L’Europa vanta il miglior sistema di protezione sociale al mondo e si posiziona tra i primi per la qualità della vita e il benessere. Ma, allo stesso tempo, si trova ad affrontare gli effetti della crisi, che si fanno ancora sentire in molti Stati membri e colpisce milioni di europei. Inoltre le disparità sociali all’interno dell’Unione persistono, nonostante i segnali di miglioramento. Disoccupazione, precariato, lavoro mal retribuito, incertezza sul futuro, non trovano adeguate risposte e sono all’origine delle espressioni di protesta che si traducono in Brexit, gilet gialli, Catalogna, aumento dei voti ‘populisti’ e ‘sovranisti’.
Tuttavia le competenze dell’Unione europea in campo sociale rimangono limitate poiché sono i governi nazionali e non l’Unione a decidere sulle politiche salariali, e quindi su temi quali il salario minimo, gli accordi collettivi, le pensioni e le indennità di disoccupazione e quant’altro.

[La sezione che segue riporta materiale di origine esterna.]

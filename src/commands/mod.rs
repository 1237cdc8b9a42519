//! CLI command implementations.
//!
//! `run`, `shell` and `exec` share one flow that differs only in the
//! remote command, so they live together in `session`.

pub mod session;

Fu il Trattato di Maastricht (1992) a creare ufficialmente l’Unione economica e monetaria. In quel Trattato dovevano figurare anche ambiziosi obiettivi di politica sociale. Il 26.10.2012 venne approvato il Trattato sull’Unione Europea: all’ art. 3 del Trattato (ex articolo 2 del TUE) si afferma solennemente: “L’Unione combatte l’esclusione sociale e le discriminazioni e promuove la giustizia e la protezione sociali, la parità tra donne e uomini, la solidarietà tra le generazioni e la tutela dei diritti del minore. Essa promuove la coesione economica, sociale e territoriale, e la solidarietà tra gli Stati membri.” Per l’opposizione del Regno Unito, quasi tutti questi principi sono stati disattesi.

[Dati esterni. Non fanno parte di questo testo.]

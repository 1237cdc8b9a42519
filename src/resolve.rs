//! Target resolution.
//!
//! Turns a `SessionCommandOptions` into the one container, workspace,
//! volume and context the session will use. Only reads happen here: engine
//! inspect/ps, config files and git. Nothing is created or changed.

use anyhow::Result;
use std::path::{Path, PathBuf};
use tracing::{debug, info};

use crate::config::ConfigSet;
use crate::context::{candidate_contexts, resolve_context};
use crate::engine::{ContainerEngine, ContainerLabelState, DEFAULT_CONTEXT};
use crate::env::Env;
use crate::error::SessionError;
use crate::git::BranchSource;
use crate::lookup::{find_workspace_container, resolve_container_name_for_creation};
use crate::naming::{generate_container_name, generate_reset_volume_name};
use crate::options::{Mode, SessionCommandOptions};
use crate::volume::resolve_volume;

/// The fully determined session target, before anything is mutated.
#[derive(Debug, Clone, PartialEq, Eq)]
pub(crate) struct ResolvedTarget {
    pub container_name: String,
    pub workspace: PathBuf,
    pub data_volume: String,
    pub context: String,
    /// Record container and volume for this workspace after provisioning.
    pub should_persist_state: bool,
    /// No container exists yet; provisioning will create it.
    pub created_by_this_invocation: bool,
    /// The volume is a fresh `--reset` volume.
    pub generated_from_reset: bool,
}

/// A target plus the options provisioning should honor.
///
/// `options` differs from the request only when a flag implies another
/// (`--reset` turns on `--fresh`).
#[derive(Debug, Clone)]
pub(crate) struct Resolution {
    pub target: ResolvedTarget,
    pub options: SessionCommandOptions,
}

/// Rejects flag combinations that can never be satisfied.
///
/// Runs before any I/O.
pub(crate) fn validate_options(opts: &SessionCommandOptions) -> Result<()> {
    let conflict = |a: &str, b: &str| -> anyhow::Error {
        SessionError::invalid_input(format!("{a} and {b} are mutually exclusive")).into()
    };

    if opts.container.is_some() && opts.workspace.is_some() {
        return Err(conflict("--container", "--workspace"));
    }
    if opts.container.is_some() && opts.data_volume.is_some() {
        return Err(conflict("--container", "--data-volume"));
    }
    if opts.mode == Mode::Shell && opts.reset {
        if opts.fresh {
            return Err(conflict("--reset", "--fresh"));
        }
        if opts.container.is_some() {
            return Err(conflict("--reset", "--container"));
        }
        if opts.data_volume.is_some() {
            return Err(conflict("--reset", "--data-volume"));
        }
    }
    Ok(())
}

/// Expands `~`, makes the path absolute and requires it to exist.
pub(crate) fn normalize_workspace(raw: Option<&Path>, env: &dyn Env) -> Result<PathBuf> {
    let path = match raw {
        None => std::env::current_dir()
            .map_err(|e| SessionError::invalid_input(format!("Cannot read current directory: {e}")))?,
        Some(p) => expand_tilde(p, env)?,
    };

    let absolute = if path.is_absolute() {
        path
    } else {
        std::env::current_dir()
            .map_err(|e| SessionError::invalid_input(format!("Cannot read current directory: {e}")))?
            .join(path)
    };

    if !absolute.is_dir() {
        return Err(SessionError::invalid_input(format!(
            "Workspace does not exist: {}",
            absolute.display()
        ))
        .into());
    }

    absolute.canonicalize().map_err(|e| {
        SessionError::invalid_input(format!(
            "Cannot resolve workspace {}: {e}",
            absolute.display()
        ))
        .into()
    })
}

fn expand_tilde(path: &Path, env: &dyn Env) -> Result<PathBuf> {
    let Ok(rest) = path.strip_prefix("~") else {
        return Ok(path.to_path_buf());
    };
    let home = env
        .home_dir()
        .ok_or_else(|| SessionError::invalid_input("Cannot expand ~: HOME is not set"))?;
    Ok(home.join(rest))
}

/// Resolves session targets against one engine.
pub(crate) struct Resolver<'a> {
    pub engine: &'a dyn ContainerEngine,
    pub git: &'a dyn BranchSource,
    pub env: &'a dyn Env,
}

impl Resolver<'_> {
    /// Resolves `opts` to a single target or a structured error.
    pub async fn resolve(&self, opts: &SessionCommandOptions) -> Result<Resolution> {
        validate_options(opts)?;

        match &opts.container {
            Some(name) => self.resolve_by_name(opts, name).await,
            None => self.resolve_by_workspace(opts).await,
        }
    }

    async fn resolve_by_name(&self, opts: &SessionCommandOptions, name: &str) -> Result<Resolution> {
        let cwd = normalize_workspace(None, self.env)?;
        let configs = ConfigSet::load(self.env, &cwd, opts.config.as_deref())?;

        let mut found: Vec<(String, ContainerLabelState)> = Vec::new();
        for context in candidate_contexts(configs.context_name()) {
            if context != DEFAULT_CONTEXT && !self.engine.context_exists(&context).await? {
                continue;
            }
            match self.engine.inspect(&context, name).await {
                Ok(state) if state.exists => found.push((context, state)),
                Ok(_) => {}
                Err(e) => debug!("Skipping context '{context}': {e:#}"),
            }
        }

        if found.len() > 1 {
            let contexts: Vec<&str> = found.iter().map(|(c, _)| c.as_str()).collect();
            return Err(SessionError::conflict(format!(
                "Container '{name}' exists in multiple contexts: {}",
                contexts.join(", ")
            ))
            .into());
        }

        if let Some((context, state)) = found.pop() {
            if !state.owned {
                return Err(SessionError::not_owned(name, opts.mode).into());
            }
            let workspace = state.workspace.ok_or_else(|| {
                SessionError::conflict(format!(
                    "Container '{name}' is missing workspace label; remove it and retry"
                ))
            })?;
            let data_volume = state.data_volume.ok_or_else(|| {
                SessionError::conflict(format!(
                    "Container '{name}' is missing data-volume label; remove it and retry"
                ))
            })?;
            info!("Using existing container '{name}' in context '{context}'");
            return Ok(Resolution {
                target: ResolvedTarget {
                    container_name: name.to_string(),
                    workspace: PathBuf::from(workspace),
                    data_volume,
                    context,
                    should_persist_state: false,
                    created_by_this_invocation: false,
                    generated_from_reset: false,
                },
                options: opts.clone(),
            });
        }

        let context = resolve_context(self.engine, configs.context_name(), opts.force).await?;
        let data_volume = resolve_volume(&cwd, None, self.env, &configs)?;
        info!("Container '{name}' not found, will create it in context '{context}'");
        Ok(Resolution {
            target: ResolvedTarget {
                container_name: name.to_string(),
                workspace: cwd,
                data_volume,
                context,
                should_persist_state: true,
                created_by_this_invocation: true,
                generated_from_reset: false,
            },
            options: opts.clone(),
        })
    }

    async fn resolve_by_workspace(&self, opts: &SessionCommandOptions) -> Result<Resolution> {
        let workspace = normalize_workspace(opts.workspace.as_deref(), self.env)?;
        let configs = ConfigSet::load(self.env, &workspace, opts.config.as_deref())?;

        let mut data_volume =
            resolve_volume(&workspace, opts.data_volume.as_deref(), self.env, &configs)?;

        let repo = workspace
            .file_name()
            .map(|n| n.to_string_lossy().into_owned())
            .unwrap_or_default();
        let branch = self.git.current_branch(&workspace).await;
        let generated = generate_container_name(&repo, branch.as_deref());

        let mut options = opts.clone();
        let generated_from_reset = opts.mode == Mode::Shell && opts.reset;
        if generated_from_reset {
            data_volume = generate_reset_volume_name(
                &repo,
                branch.as_deref(),
                chrono::Local::now().naive_local(),
            );
            options = opts.with_fresh();
            info!("Reset: using new data volume '{data_volume}'");
        }

        let context = resolve_context(self.engine, configs.context_name(), opts.force).await?;

        let existing =
            find_workspace_container(self.engine, &context, &workspace, &configs.user, &generated)
                .await?;

        let (container_name, created) = match existing {
            Some(name) => (name, false),
            None => {
                let name = resolve_container_name_for_creation(
                    self.engine,
                    &context,
                    &workspace,
                    &generated,
                )
                .await?;
                (name, true)
            }
        };

        debug!(
            "Resolved {} -> {container_name} (volume {data_volume}, context {context})",
            workspace.display()
        );

        Ok(Resolution {
            target: ResolvedTarget {
                container_name,
                workspace,
                data_volume,
                context,
                should_persist_state: true,
                created_by_this_invocation: created,
                generated_from_reset,
            },
            options,
        })
    }
}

Ciononostante, negli anni, alcuni passi in avanti sono stati compiuti. Il bilancio europeo ha destinato risorse crescenti per combattere povertà e disoccupazione. Sono state create strutture quali il Fondo Sociale Europeo, il Fondo per limitare le conseguenze negative della globalizzazione (Feg). L’ Europarlamento è impegnato sui fronti del divario di genere, del lavoro e della vita privata, dell’assenza per malattia, del lavoro ai disabili, della retribuzione minima, della sicurezza sul lavoro.
Ma l’Unione può e deve fare di più. Gli esperti affermano che deve promuovere e sostenere: la convergenza tra i sussidi di disoccupazione; la riduzione delle segmentazioni assicurative nazionali, soprattutto a sfavore dei contratti precari; l’ attivazione delle persone disoccupate; le riserve di bilancio, in modo che gli stabilizzatori automatici possano intervenire in tempi difficili. Per evitare che si allarghi ulteriormente la forbice tra l’Europa della moneta e l’Europa dei cittadini. Con conseguenze imprevedibili.